Well, the fact that the OP was from almost three years ago with no response, acknowledgement or similar from ED for a simple and sensible request as this is rather disheartening, but here goes:

DCS indeed needs a (small) collection of 'standardized' sound effects that mission designers can invoke with soundToXXX(). The aim of providing a standard set of sound effects is to make them universally understood across interactive missions, so not every mission designer has to invent their own mission 'language' and players don't have to learn a new interface metaphor with each game. What we need are the following sounds for 

  • (neutral) informal sound- a 'beep' or similar to denote that the mission wants to communicate something. Purely informal, no player interaction expected
  • mission request sound - a sound to indicate that the mission requests user interaction, for example to fly to a zone, request taxi, etc. Imagine a classic Wags Tutorial's  "Press spacebar to continue", expressed as a beep 
  • acknowledge/OK sound - a sound effect as a response to a requested user interaction, with the user having fulfilled the request.
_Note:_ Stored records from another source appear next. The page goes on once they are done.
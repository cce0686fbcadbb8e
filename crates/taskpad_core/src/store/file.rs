//! Filesystem store backend: one file per key inside a base directory.
//!
//! # Invariants
//! - Keys are restricted to `[a-z0-9_-]` so they map directly to file
//!   names on every platform.
//! - Writes go through a temporary file and an atomic rename, so readers
//!   never observe a partially written record.

use std::fs;
use std::path::{Path, PathBuf};

use log::error;

use super::{PersistentStore, StoreError, StoreResult};

/// Durable store keeping each key as `<base_dir>/<key>.json`.
#[derive(Debug)]
pub struct FileStore {
    base_dir: PathBuf,
}

impl FileStore {
    /// Creates a store rooted at `base_dir`, creating the directory when
    /// missing.
    pub fn open(base_dir: impl AsRef<Path>) -> StoreResult<Self> {
        let base_dir = base_dir.as_ref().to_path_buf();
        fs::create_dir_all(&base_dir)?;
        Ok(Self { base_dir })
    }

    pub fn base_dir(&self) -> &Path {
        &self.base_dir
    }

    fn record_path(&self, key: &str) -> StoreResult<PathBuf> {
        validate_key(key)?;
        Ok(self.base_dir.join(format!("{key}.json")))
    }
}

fn validate_key(key: &str) -> StoreResult<()> {
    let acceptable = !key.is_empty()
        && key
            .chars()
            .all(|c| c.is_ascii_lowercase() || c.is_ascii_digit() || c == '_' || c == '-');
    if acceptable {
        Ok(())
    } else {
        Err(StoreError::InvalidKey(key.to_string()))
    }
}

impl PersistentStore for FileStore {
    fn get(&self, key: &str) -> StoreResult<Option<Vec<u8>>> {
        let path = self.record_path(key)?;
        match fs::read(&path) {
            Ok(bytes) => Ok(Some(bytes)),
            Err(err) if err.kind() == std::io::ErrorKind::NotFound => Ok(None),
            Err(err) => {
                error!(
                    "event=store_read module=store status=error key={key} error={err}"
                );
                Err(err.into())
            }
        }
    }

    fn set(&self, key: &str, value: &[u8]) -> StoreResult<()> {
        let path = self.record_path(key)?;
        let staging = self.base_dir.join(format!("{key}.json.tmp"));
        fs::write(&staging, value)?;
        if let Err(err) = fs::rename(&staging, &path) {
            // leave no stale staging file behind before surfacing
            let _ = fs::remove_file(&staging);
            error!(
                "event=store_write module=store status=error key={key} error={err}"
            );
            return Err(err.into());
        }
        Ok(())
    }

    fn remove(&self, key: &str) -> StoreResult<()> {
        let path = self.record_path(key)?;
        match fs::remove_file(&path) {
            Ok(()) => Ok(()),
            Err(err) if err.kind() == std::io::ErrorKind::NotFound => Ok(()),
            Err(err) => Err(err.into()),
        }
    }
}
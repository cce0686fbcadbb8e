//! In-process store backend for tests and ephemeral embedding.

use std::cell::RefCell;
use std::collections::HashMap;

use super::{PersistentStore, StoreResult};

/// Map-backed store with no durability. Interior mutability keeps the
/// trait's `&self` contract; the core assumes a single logical owner, so
/// no locking is involved.
#[derive(Debug, Default)]
pub struct MemoryStore {
    records: RefCell<HashMap<String, Vec<u8>>>,
}

impl MemoryStore {
    pub fn new() -> Self {
        Self::default()
    }

    /// Number of keys currently held. Test convenience.
    pub fn len(&self) -> usize {
        self.records.borrow().len()
    }

    pub fn is_empty(&self) -> bool {
        self.records.borrow().is_empty()
    }
}

impl PersistentStore for MemoryStore {
    fn get(&self, key: &str) -> StoreResult<Option<Vec<u8>>> {
        Ok(self.records.borrow().get(key).cloned())
    }

    fn set(&self, key: &str, value: &[u8]) -> StoreResult<()> {
        self.records.borrow_mut().insert(key.to_string(), value.to_vec());
        Ok(())
    }

    fn remove(&self, key: &str) -> StoreResult<()> {
        self.records.borrow_mut().remove(key);
        Ok(())
    }
}
//! Repository layer: authoritative in-memory collections plus write-through
//! persistence.
//!
//! # Responsibility
//! - Own the task/category collections and every mutation applied to them.
//! - Isolate record encoding and store access from callers.
//!
//! # Invariants
//! - New in-memory state is published only after the durable write
//!   succeeded; a failed write leaves the observable collections unchanged.
//! - Repository APIs return semantic errors (`TaskNotFound`,
//!   `CategoryInUse`) in addition to store transport errors.

pub mod task_repo;
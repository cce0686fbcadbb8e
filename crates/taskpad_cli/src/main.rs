//! CLI smoke entry point.
//!
//! # Responsibility
//! - Provide a minimal executable to verify `taskpad_core` linkage.
//! - Keep output deterministic for quick local sanity checks.

use chrono::Utc;
use taskpad_core::{MemoryStore, Priority, TaskDraft, TaskRepository};

fn main() {
    println!("taskpad_core version={}", taskpad_core::core_version());

    let store = MemoryStore::new();
    let mut repo = TaskRepository::new(&store);
    repo.initialize();
    println!("categories={}", repo.categories().len());

    let category_id = repo.categories()[0].id;
    let created = repo
        .add_task(TaskDraft {
            title: "smoke task".to_string(),
            description: String::new(),
            category_id,
            priority: Priority::Low,
            due_date: Utc::now(),
            completed: false,
        })
        .expect("memory store writes cannot fail");
    println!("tasks={} first_id={}", repo.tasks().len(), created.id);
}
When the system is waiting for the player to do something >("press spacebar to continue, requested taxi), and the player has complied, this sound effect confirms to the player that the system's request has been fulfilled
  • warning sound - a sound to indicate that the player is about to do something of potentially unwanted consequences, like entering a hostile zone, or exiting the mission prematurely
  • reject or fail sound - a sound to indicate that a request from the system was not fulfilled or overridden, or that an expected interaction process was aborted.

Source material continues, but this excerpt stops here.